Letter to P.J

You, my dear, have a remarkable facility for asking questions that have very long answers. Allow me to try to explain to myself why I love canoeing. I do remember. I remember being born, but that is a story for another time. I remember reading in a Cub Scout book, all about canoeing, both paragraphs. I was, perhaps 9 ?, 10 years old? We lived in the farm country, on a dirt road , West Bloomfield, Michigan. (You may not believe this, it is still a dirt road.) My parents had one car. So, I called, on the party line (4 rings was us), to Heavner canoe rental, in Milford. On the appointed day, Pat drove Pete to work and had the car for the day. With sisters in the car, I had a brown paper lunch bag, she kinda slowed down a bit when we passed Heavner’s and let me out. I walked around to the rear of the house, the rental counter, and reached up to put the ten dollar bill, deposit money, on the counter. And Mrs Heavner leaned over the counter and said, “Your mother or father have to sign for it.” “Uh, you didn’t say anything about that on the phone.” “Mom dropped me off. She’ll be back at around 5.” We just stared at each other, a solid minute. I was already thinking I’d just walk home.12 miles, and then she relented. “She’ll have to sign when she picks you up.” This was 60 years ago.

I have taught hundreds of scouts and people how to paddle a canoe, maybe thousands now. And, I have never once seen anyone as bad or as ill prepared as I was that day. I knew absolutely ‘jack shit’ about how to make a canoe go ‘that way’. I still remember trying to pass one fisherman, less than 200 yards after I began. I was in a 17 foot canoe, as was he, I hit his canoe three times in the 34 possible feet as I attempted to pass him. He was not moving, he was stationary against the bank.

It took me 6 hours to go the 1.8 miles upstream to the weir dam. Bright blue clear sky hot day. Found a state park hand pump to drink some water, I ate my sandwich. I was wearing shorts and at-shirt. I was early in the summer, maybe late June.

By the time I had reached the dam, I had it sort of figured out. The return took less than an hour. I got another drink of water from Mrs. Heavner and then sat at the front of her house in the shade until my mom picked me up. I have never since been so dehydrated, I never have had anywhere near as bad a sunburn since. My arms and hands were bad, but my legs from shorts to knees were nearly 3nd degree. I sat in the shade a bit for the next week. When the skin peeled off 10 days later it was so thick you could have sewn a baseball glove out of it.

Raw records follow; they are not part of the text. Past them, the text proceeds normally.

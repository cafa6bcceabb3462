use thiserror::Error;

/// Errors raised by channel adapters.
#[derive(Debug, Error)]
pub enum ChannelError {
    /// Network-level failure — retryable.
    #[error("transport error: {0}")]
    Transport(#[from] reqwest::Error),

    /// The provider API rejected the call.
    #[error("provider api error (status {status}): {body}")]
    Api { status: u16, body: String },

    /// WhatsApp-style messaging window closed (e.g. Meta error 63016).
    /// The adapter substitutes a template message; the original send is
    /// never retried as-is.
    #[error("messaging template window closed")]
    TemplateWindowClosed,

    /// No adapter is registered for this provider in this process.
    #[error("no sender registered for provider: {0}")]
    Unsupported(String),
}

impl ChannelError {
    /// Whether the failure is worth retrying at the job layer.
    pub fn is_retryable(&self) -> bool {
        match self {
            ChannelError::Transport(_) => true,
            ChannelError::Api { status, .. } => *status >= 500 || *status == 429,
            ChannelError::TemplateWindowClosed => false,
            ChannelError::Unsupported(_) => false,
        }
    }
}
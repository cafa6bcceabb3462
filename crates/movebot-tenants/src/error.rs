use thiserror::Error;

/// Errors from tenant resolution and credential handling.
///
/// Messages deliberately avoid tenant and provider identifiers — resolution
/// failures are logged with a correlation id at the call site instead.
#[derive(Debug, Error)]
pub enum TenantError {
    /// No active binding for the `(provider, provider_account_id)` pair.
    #[error("no active channel binding for request")]
    BindingNotFound,

    /// The credential blob's context tag does not match this binding.
    #[error("credential context mismatch")]
    CryptoContextMismatch,

    /// The credential blob is malformed or has an unknown version.
    #[error("credential blob malformed")]
    CryptoMalformed,

    #[error("database error: {0}")]
    Database(#[from] rusqlite::Error),

    #[error("tenant config malformed: {0}")]
    ConfigMalformed(#[from] serde_json::Error),
}

pub type Result<T> = std::result::Result<T, TenantError>;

The next year, I conned several of my friends, 8 of us total I think. And we did it again. And the year after that, and the year after that. And then it began in earnest. My first extended solo wilderness jaunt I was 13 or 14, northern Ontario.

A canoe is the only mode of travel with zero moving parts. It is only the tiniest remove from laying down on a floating log and paddling with your hands to cross a stream. That IS how it all began. Someone hollowed out the log and put larger hands on his hands to paddle with.

A canoe is a nearly silent and extremely artful way to travel. There is a feel to the blade, there are infinite subtleties to the entry , exit, and angle of the blade. having made several 10s of millions of strokes with a paddle, I can make a paddle sing, as beautiful and powerful, as effortless, or as sweet a song as any bird. Paddles talk to my hands, and I listen. And then couple that with travel into wilderness, often 20 or 50 miles from the nearest light bulb, the heart breaking beauty of a red rock Utah canyon, the Green River, the entire length, some of it twice now. Cataract Canyon and the Colorado River, I have canoed through the Grand Canyon. The 200 mile length of Lake Powell, the 60 miles of Lake Mead, Lake Mojave, Lake Havasu, Flaming Gorge Desolation, Gray, Labyrinth, Stillwater, Gates of Ladore Parts of the Lewis and Clark route in Montana on the Marias and Missouri River, New England, northern Ontario,… And worse, far worse, I go not for the adventure, Class III and Class IV, and Class V rapids can scare the poop out of me. (Literally) But look at where I am, I do not go for adventure, that is hogwash. I go because something in me is at peace when I am far from the things of people. I have had conversations, real conversations with crows. They have told me where the rattlesnake was and is, and I have shared my breakfast. I have politely asked a rattlesnake to please move, because that was the best place to set up my tent, and had a N.P. ranger call me the snake whisperer. The snake did give up his good spot, but the body language was almost, “Oh shit, there goes the neighborhood.” He crawled slowly away, almost in disgust. I have had rocky mountain sheep stare at me from a few feet away. Bear walk through camp and entirely ignore me. or twice, younger bears, gruff and threaten, and I gruffed right back. And they left.

Something is said by knowledgeable people about the Upper Missouri Breaks National Monument in Montana, 150 plus miles of the Missouri River. "It is a hiking trip. You just use a canoe to get there. " It is something like that, I am unsure what ‘there’ is, but I just use a canoe to get ‘there’.